Work to be completed>
Count every line of the material that holds the string "TableContexts". Respond with the total only.

Material for this exercise>
━━━

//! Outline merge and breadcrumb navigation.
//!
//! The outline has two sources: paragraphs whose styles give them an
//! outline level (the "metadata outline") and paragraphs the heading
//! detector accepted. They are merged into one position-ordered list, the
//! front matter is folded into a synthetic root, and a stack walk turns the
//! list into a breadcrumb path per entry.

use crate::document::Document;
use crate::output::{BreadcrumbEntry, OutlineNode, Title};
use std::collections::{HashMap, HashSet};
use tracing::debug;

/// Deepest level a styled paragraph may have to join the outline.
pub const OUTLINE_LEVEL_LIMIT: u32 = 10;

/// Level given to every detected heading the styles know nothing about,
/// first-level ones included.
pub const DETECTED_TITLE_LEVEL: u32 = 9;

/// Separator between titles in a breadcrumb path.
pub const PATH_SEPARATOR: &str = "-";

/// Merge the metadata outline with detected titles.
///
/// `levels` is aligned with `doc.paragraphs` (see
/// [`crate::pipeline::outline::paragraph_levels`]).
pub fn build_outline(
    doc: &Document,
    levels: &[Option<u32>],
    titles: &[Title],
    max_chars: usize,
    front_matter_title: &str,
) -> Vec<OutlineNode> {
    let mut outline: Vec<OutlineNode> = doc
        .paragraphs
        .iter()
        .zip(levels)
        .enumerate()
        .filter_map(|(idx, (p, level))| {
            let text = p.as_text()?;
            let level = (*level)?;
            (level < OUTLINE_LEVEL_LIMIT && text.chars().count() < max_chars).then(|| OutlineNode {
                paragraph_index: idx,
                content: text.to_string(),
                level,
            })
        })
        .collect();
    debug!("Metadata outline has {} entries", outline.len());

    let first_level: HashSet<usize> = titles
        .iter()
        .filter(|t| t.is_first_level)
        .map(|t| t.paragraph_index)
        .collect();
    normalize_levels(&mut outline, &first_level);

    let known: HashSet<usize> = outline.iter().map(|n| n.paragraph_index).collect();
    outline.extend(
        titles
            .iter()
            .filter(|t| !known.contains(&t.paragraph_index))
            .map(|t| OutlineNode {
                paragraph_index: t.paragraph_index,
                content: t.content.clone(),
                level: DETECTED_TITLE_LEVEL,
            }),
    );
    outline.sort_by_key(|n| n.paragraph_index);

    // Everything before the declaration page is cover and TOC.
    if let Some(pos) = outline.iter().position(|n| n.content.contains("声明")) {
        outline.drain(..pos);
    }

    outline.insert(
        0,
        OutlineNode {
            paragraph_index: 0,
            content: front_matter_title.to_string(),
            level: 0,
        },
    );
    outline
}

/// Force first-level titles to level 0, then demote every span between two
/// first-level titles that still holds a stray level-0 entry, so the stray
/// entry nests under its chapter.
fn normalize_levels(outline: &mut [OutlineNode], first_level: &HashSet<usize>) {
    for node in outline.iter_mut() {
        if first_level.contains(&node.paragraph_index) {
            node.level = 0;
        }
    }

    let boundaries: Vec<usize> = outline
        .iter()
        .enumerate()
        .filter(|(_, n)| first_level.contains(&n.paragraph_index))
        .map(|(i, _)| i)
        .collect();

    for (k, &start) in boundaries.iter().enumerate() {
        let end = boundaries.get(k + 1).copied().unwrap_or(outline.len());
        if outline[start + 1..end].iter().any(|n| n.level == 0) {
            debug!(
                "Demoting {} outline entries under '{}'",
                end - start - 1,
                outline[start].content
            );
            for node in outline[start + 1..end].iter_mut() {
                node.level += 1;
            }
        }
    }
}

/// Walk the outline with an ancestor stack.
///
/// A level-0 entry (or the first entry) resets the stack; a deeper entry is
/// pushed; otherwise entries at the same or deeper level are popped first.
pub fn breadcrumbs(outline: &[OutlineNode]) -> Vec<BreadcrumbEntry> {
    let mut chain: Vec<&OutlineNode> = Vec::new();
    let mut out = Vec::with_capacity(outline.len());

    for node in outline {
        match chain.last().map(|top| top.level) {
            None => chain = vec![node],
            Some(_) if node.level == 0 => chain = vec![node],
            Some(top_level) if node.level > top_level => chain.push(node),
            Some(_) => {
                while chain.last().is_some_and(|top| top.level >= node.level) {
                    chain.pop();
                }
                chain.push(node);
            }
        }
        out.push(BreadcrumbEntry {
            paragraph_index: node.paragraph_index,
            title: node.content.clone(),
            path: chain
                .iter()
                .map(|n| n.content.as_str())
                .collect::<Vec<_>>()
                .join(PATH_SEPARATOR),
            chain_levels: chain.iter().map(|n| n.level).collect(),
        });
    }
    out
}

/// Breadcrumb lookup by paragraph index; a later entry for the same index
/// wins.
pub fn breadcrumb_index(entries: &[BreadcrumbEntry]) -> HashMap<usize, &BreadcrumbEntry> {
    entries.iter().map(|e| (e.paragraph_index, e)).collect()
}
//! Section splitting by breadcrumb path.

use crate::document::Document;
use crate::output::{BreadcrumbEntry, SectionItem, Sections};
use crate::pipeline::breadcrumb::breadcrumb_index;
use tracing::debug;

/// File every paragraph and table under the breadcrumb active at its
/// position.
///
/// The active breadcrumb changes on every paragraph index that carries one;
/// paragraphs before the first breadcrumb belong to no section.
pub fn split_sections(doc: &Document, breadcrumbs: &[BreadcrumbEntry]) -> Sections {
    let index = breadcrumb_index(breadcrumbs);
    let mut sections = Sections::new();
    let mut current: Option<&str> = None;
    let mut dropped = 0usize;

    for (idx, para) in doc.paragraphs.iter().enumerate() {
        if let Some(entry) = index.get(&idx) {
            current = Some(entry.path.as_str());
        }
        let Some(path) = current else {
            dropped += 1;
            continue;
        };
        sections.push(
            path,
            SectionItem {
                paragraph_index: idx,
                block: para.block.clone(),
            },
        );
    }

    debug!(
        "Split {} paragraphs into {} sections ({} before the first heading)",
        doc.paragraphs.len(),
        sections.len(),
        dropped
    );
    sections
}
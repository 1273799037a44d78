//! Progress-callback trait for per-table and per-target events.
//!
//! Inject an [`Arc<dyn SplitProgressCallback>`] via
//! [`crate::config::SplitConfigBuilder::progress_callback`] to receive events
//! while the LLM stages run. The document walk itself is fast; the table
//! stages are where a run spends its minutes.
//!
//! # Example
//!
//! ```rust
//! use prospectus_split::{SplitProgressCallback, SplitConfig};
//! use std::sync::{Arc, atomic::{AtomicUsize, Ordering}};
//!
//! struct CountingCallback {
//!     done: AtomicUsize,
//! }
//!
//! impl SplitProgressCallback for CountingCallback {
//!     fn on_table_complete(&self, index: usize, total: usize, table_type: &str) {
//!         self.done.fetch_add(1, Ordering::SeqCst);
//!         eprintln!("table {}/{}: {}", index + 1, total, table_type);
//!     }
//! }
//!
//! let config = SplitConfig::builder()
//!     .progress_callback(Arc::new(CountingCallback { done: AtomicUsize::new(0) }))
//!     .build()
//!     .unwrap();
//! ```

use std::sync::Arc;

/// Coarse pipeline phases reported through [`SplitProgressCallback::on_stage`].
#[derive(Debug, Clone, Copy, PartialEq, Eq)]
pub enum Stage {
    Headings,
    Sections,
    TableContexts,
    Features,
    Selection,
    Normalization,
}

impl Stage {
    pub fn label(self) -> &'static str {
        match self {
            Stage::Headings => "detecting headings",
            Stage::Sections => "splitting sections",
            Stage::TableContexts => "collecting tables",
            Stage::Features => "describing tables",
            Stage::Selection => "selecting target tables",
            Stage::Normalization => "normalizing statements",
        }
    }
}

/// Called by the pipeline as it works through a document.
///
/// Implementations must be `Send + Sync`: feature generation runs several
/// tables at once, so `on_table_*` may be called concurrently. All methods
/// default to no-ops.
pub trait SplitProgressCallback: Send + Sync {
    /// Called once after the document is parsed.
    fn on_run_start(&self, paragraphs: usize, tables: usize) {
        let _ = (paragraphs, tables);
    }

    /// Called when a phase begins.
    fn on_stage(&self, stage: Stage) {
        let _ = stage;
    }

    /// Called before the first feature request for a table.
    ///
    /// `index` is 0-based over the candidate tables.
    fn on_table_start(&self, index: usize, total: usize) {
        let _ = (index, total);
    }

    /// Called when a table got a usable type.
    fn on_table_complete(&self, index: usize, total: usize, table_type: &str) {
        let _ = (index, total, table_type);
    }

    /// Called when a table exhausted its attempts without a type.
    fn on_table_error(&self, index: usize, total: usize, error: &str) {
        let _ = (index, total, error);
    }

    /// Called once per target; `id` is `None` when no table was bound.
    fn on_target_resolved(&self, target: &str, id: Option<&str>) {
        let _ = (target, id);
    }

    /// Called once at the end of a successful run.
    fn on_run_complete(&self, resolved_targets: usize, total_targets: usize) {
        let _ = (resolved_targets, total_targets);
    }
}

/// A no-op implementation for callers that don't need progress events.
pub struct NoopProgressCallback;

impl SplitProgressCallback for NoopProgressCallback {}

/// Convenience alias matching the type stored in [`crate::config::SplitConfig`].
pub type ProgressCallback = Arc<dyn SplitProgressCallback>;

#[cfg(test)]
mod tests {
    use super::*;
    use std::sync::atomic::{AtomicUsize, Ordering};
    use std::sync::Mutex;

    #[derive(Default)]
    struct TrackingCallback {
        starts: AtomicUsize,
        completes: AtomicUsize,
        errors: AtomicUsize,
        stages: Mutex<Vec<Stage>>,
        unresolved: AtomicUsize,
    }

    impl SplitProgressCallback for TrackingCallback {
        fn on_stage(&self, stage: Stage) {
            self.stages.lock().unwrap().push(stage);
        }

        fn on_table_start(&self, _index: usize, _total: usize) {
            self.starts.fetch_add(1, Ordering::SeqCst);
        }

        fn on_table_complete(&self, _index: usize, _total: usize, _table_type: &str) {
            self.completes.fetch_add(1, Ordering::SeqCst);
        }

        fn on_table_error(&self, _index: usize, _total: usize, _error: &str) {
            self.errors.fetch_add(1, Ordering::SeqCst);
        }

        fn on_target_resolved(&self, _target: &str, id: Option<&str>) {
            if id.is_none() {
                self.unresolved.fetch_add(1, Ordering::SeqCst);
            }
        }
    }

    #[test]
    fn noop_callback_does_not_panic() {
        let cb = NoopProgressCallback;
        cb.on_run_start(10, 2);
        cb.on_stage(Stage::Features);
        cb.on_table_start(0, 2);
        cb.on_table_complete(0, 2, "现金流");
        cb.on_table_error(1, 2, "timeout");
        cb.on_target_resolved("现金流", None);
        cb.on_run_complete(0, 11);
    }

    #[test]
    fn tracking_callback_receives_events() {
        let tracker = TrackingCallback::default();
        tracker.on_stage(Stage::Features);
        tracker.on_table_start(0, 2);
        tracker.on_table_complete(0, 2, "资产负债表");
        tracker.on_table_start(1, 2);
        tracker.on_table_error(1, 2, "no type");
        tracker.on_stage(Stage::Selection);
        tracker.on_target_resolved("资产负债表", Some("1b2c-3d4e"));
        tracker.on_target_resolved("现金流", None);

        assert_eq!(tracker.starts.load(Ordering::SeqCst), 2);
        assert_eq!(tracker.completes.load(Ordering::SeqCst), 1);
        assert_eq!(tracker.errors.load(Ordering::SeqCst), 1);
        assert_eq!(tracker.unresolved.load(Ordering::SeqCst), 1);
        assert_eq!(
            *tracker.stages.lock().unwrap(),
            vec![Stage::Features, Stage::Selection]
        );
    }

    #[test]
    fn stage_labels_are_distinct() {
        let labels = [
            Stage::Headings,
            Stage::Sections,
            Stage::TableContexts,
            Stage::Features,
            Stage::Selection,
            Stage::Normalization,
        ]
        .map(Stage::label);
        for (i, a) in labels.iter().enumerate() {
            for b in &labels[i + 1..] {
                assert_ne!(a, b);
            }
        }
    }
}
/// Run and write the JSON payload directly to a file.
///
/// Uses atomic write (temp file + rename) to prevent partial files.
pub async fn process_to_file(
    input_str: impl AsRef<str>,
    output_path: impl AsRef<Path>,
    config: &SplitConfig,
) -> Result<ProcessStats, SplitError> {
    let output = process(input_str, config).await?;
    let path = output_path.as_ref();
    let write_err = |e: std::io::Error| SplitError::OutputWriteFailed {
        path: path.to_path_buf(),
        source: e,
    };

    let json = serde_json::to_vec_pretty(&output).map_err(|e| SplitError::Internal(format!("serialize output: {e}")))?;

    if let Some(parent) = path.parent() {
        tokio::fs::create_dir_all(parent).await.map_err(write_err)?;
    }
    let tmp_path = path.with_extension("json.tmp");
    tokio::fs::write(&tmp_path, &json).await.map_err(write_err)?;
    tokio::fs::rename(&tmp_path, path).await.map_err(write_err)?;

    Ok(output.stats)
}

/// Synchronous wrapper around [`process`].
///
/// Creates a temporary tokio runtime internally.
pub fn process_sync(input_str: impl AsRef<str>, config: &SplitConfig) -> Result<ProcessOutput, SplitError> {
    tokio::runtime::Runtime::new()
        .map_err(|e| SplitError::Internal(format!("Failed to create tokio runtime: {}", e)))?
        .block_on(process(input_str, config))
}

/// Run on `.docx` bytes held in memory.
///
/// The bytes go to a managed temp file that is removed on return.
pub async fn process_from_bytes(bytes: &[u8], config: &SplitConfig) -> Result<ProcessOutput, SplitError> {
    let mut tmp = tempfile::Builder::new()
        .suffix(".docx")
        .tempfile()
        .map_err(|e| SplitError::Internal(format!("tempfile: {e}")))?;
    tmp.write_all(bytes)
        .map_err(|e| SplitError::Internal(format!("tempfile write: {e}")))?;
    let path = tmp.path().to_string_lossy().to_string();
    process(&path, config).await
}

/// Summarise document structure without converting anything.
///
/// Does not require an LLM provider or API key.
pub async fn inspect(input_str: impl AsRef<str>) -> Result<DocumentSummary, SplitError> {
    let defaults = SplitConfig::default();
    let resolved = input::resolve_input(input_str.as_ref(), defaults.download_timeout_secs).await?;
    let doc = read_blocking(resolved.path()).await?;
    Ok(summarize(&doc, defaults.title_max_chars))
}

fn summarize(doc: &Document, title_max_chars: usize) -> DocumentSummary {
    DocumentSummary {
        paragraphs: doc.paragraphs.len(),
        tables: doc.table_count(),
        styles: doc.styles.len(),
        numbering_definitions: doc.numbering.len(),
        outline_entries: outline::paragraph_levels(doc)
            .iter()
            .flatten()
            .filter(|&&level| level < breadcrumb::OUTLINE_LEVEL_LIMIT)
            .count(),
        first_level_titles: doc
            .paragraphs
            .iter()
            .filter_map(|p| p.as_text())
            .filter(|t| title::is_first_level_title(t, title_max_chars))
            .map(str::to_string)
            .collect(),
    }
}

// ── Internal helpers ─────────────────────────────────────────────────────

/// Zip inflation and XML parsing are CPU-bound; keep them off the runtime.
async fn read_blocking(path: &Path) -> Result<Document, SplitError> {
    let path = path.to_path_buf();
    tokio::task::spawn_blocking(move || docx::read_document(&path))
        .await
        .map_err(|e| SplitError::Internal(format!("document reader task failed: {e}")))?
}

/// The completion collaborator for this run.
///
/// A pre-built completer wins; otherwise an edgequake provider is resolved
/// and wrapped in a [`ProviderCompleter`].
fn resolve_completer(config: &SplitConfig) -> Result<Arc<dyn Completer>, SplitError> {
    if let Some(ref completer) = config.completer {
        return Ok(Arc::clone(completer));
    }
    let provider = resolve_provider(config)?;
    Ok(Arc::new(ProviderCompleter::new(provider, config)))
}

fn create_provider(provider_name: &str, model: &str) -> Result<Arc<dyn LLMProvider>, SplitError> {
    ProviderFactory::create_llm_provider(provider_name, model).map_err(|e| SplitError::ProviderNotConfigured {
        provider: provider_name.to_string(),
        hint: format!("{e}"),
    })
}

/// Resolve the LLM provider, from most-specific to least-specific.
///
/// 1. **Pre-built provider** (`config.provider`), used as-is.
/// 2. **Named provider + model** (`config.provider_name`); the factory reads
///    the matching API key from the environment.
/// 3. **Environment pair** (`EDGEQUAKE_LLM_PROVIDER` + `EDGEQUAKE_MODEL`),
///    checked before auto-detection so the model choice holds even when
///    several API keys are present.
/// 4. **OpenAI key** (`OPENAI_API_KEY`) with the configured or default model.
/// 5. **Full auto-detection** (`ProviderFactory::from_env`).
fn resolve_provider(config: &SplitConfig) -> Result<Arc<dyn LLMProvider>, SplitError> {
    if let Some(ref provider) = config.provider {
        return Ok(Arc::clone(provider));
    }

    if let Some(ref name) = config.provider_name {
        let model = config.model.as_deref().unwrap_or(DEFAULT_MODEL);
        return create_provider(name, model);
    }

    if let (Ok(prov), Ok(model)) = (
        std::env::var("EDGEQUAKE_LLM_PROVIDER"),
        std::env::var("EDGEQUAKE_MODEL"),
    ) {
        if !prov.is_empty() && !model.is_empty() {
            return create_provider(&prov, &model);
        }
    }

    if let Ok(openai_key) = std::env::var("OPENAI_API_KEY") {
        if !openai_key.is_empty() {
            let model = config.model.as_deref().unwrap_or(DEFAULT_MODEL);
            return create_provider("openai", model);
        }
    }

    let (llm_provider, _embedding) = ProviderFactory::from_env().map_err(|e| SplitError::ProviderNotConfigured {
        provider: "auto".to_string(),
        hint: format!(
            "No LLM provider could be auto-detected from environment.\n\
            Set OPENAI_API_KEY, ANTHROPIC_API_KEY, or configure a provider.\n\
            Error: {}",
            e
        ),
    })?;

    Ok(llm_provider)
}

━━━

Task solution>
3